Embezzlement under section 523(a)(4) is distinct from defalcation. Bullock, 133 S.Ct. at 1760. Embezzlement requires conversion; defalcation does not. Id. (citations omitted). Embezzlement may be broken into five elements: “(1) entrustment to the debtor of (2) property (3) of another (4) which the debtor appropriates for his or her own use (5) with intent to defraud.” Yankowitz Law Firm, P.C. v. Tashlitsky (In re Tashlitsky), 492 B.R. 640, 647 (Bankr.E.D.N.Y.2013) (quoting Race Place of Danbury, Inc. v. Scheller (In re Scheller), 265 B.R. 39, 53 (Bankr.S.D.N.Y.2001)). Here, the complaint again does not appear meritless for purposes of reopening the case. Garland, allegedly acting as manager of ARM, is accused of diverting ARM funds for personal use.
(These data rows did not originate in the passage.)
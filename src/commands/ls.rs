//! # Ls Command Implementation
//!
//! Lists the contents of a repository path after building the repository.
//!
//! ## Functionality
//!
//! - **Directory Listing**: Shows the direct children of a path, merged across
//!   every mapping that contributes to it
//! - **Recursive Listing**: `--recursive` lists every file below the path
//! - **Pattern Filtering**: `--pattern` filters paths with a glob
//! - **Local Paths**: `--long` shows the local file backing each path
//!
//! This command is a safe, read-only operation that does not modify any files.

use anyhow::Result;
use clap::Args;

use resource_overlay::config::BuildMode;
use resource_overlay::path;
use resource_overlay::suggestions;

use super::Context;

/// List the contents of a repository path
#[derive(Args, Debug)]
pub struct LsArgs {
    /// Repository path to list
    #[arg(value_name = "PATH", default_value = "/")]
    pub path: String,

    /// List every file below the path
    #[arg(short, long)]
    pub recursive: bool,

    /// Filter paths by glob pattern (e.g., "/app/**/*.css")
    #[arg(short, long, value_name = "PATTERN")]
    pub pattern: Option<String>,

    /// Show the local path backing each entry
    #[arg(short, long)]
    pub long: bool,

    /// Show only the number of entries
    #[arg(long)]
    pub count: bool,
}

/// Execute the `ls` command.
pub fn execute(args: LsArgs, context: &Context) -> Result<()> {
    let repository_path = path::normalize(&args.path)?;
    let pattern = args
        .pattern
        .as_deref()
        .map(|pattern| glob::Pattern::new(pattern).map_err(|e| suggestions::invalid_glob(pattern, &e)))
        .transpose()?;

    let builder = super::build_repository(context, BuildMode::Tolerant)?;
    let repository = builder.repository();

    if repository_path != path::ROOT && !repository.contains(&repository_path) {
        anyhow::bail!("No such repository path: {}", repository_path);
    }

    let mut paths = if args.recursive {
        repository.walk(&repository_path)
    } else {
        repository.list(&repository_path)
    };
    if let Some(pattern) = &pattern {
        paths.retain(|candidate| pattern.matches(candidate));
    }

    if args.count {
        println!("{}", paths.len());
        return Ok(());
    }

    if paths.is_empty() {
        println!("No entries.");
        return Ok(());
    }

    for entry in &paths {
        match repository.get(entry).filter(|_| args.long) {
            Some(local) => println!("{} -> {}", entry, local.display()),
            None => println!("{}", entry),
        }
    }

    Ok(())
}

#[cfg(test)]
mod tests {
    use super::*;
    use resource_overlay::output::OutputConfig;
    use std::path::PathBuf;

    fn args(pattern: Option<&str>) -> LsArgs {
        LsArgs {
            path: "/".to_string(),
            recursive: false,
            pattern: pattern.map(str::to_string),
            long: false,
            count: false,
        }
    }

    #[test]
    fn test_invalid_pattern_is_reported_before_loading() {
        let context = Context {
            root_dir: PathBuf::from("/nonexistent/root"),
            output: OutputConfig::from_env_and_flag("never"),
        };

        let message = execute(args(Some("[")), &context).unwrap_err().to_string();
        assert!(message.contains("Invalid glob pattern"));
    }

    #[test]
    fn test_invalid_path_is_rejected() {
        let context = Context {
            root_dir: PathBuf::from("/nonexistent/root"),
            output: OutputConfig::from_env_and_flag("never"),
        };
        let mut args = args(None);
        args.path = "/a/../..".to_string();

        assert!(execute(args, &context).is_err());
    }
}
//! End-to-end tests for the `resource-overlay tree` command.

mod common;
use common::prelude::*;

fn fixture() -> TestFixture {
    TestFixture::new()
        .with_root(packages::ROOT_WITH_BLOG_AND_THEME)
        .with_file("res/index.html", "<html>")
        .with_file("res/js/app.js", "app")
        .with_package_dir("vendor/blog", packages::BLOG)
        .with_file("vendor/blog/css/blog.css", "blog")
        .with_package_dir("vendor/theme", packages::THEME_OVERRIDING_BLOG)
        .with_file("vendor/theme/css/dark.css", "dark")
}

#[test]
fn test_tree_help() {
    cargo_bin_cmd!("resource-overlay")
        .arg("tree")
        .arg("--help")
        .assert()
        .success()
        .stdout(predicate::str::contains("Display the repository as a tree"))
        .stdout(predicate::str::contains("--depth"));
}

#[test]
fn test_tree_shows_merged_repository() {
    fixture()
        .command()
        .arg("tree")
        .assert()
        .success()
        .stdout(predicate::str::starts_with("/"))
        .stdout(predicate::str::contains("app"))
        .stdout(predicate::str::contains("index.html"))
        .stdout(predicate::str::contains("app.js"))
        .stdout(predicate::str::contains("blog.css"))
        .stdout(predicate::str::contains("dark.css"));
}

#[test]
fn test_tree_from_subpath() {
    fixture()
        .command()
        .arg("tree")
        .arg("/acme/blog")
        .assert()
        .success()
        .stdout(predicate::str::starts_with("/acme/blog"))
        .stdout(predicate::str::contains("css"))
        .stdout(predicate::str::contains("index.html").not());
}

#[test]
fn test_tree_depth_limit() {
    fixture()
        .command()
        .arg("tree")
        .arg("--depth")
        .arg("1")
        .assert()
        .success()
        .stdout(predicate::str::contains("app"))
        .stdout(predicate::str::contains("acme"))
        .stdout(predicate::str::contains("index.html").not());
}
III. Debtors' reliance on Federal Rule of Bankruptcy Procedure 4007(c) is misplaced in light of section 523(a)(3)(B).
Debtors argue that Federal Rule of Bankruptcy Procedure 4007(c)'s deadline can only be overcome through waiver, estoppel, or equitable tolling. This argument ignores the effect of section 523(a)(3)(B). Section 523(a)(3)(B) provides a separate cause of action for nondischargeability. While the underlying causes of action must be of a kind contemplated in section 523(a)(2), (4), and (6), the statute of limitations applicable section 523(a)(2), (4), and (6) is not applicable to section 523(a)(3)(B). “In effect, the penalty for failure to schedule such a debt is not nondischargeability but is the loss of the 60–day limitations period applicable in such dischargeability determination actions....” 4 Collier on Bankruptcy ¶ 523.09 [1] (16th ed. 2012).
The case In re Clark, 465 B.R. 556 (Bankr.D.Idaho 2011) cited by Movants is applicable. In that case, the movants in a motion to reopen filed a complaint in district court after the discharge was entered. Id. at 558. According to the movants, the factual allegations occurred prior to the filing of the petition. Id. It remained to be determined whether the claim rose to the level of nondischargeability under section 523(a)(6). Id. at 562. Nonetheless, reopening was warranted to allow the claimants to bring the adversary proceeding required to pursue a section 523(a)(3)(B) claim. Id.
IV. There is no reopening fee in this case.
Federal Rule of Bankruptcy Procedure 4007(b) states that “[a] complaint other than under § 523(c) may be filed at any time.” Federal Rule of Bankruptcy Procedure 4007(b) also states that “[a] case may be reopened without payment of an additional filing fee for the purpose of filing a complaint to obtain a determination under this rule.” Section 523(c) references paragraphs (2), (4), and (6) of section 523(a). A section 523(a)(3)(B) complaint is not a section 523(c) complaint, as it is a separate cause of action. There is no fee for reopening this case.
Conclusion
For the foregoing reasons, the Court grants the motion to reopen the case. Movants should submit an order reopening the case without fee. No trustee shall be appointed.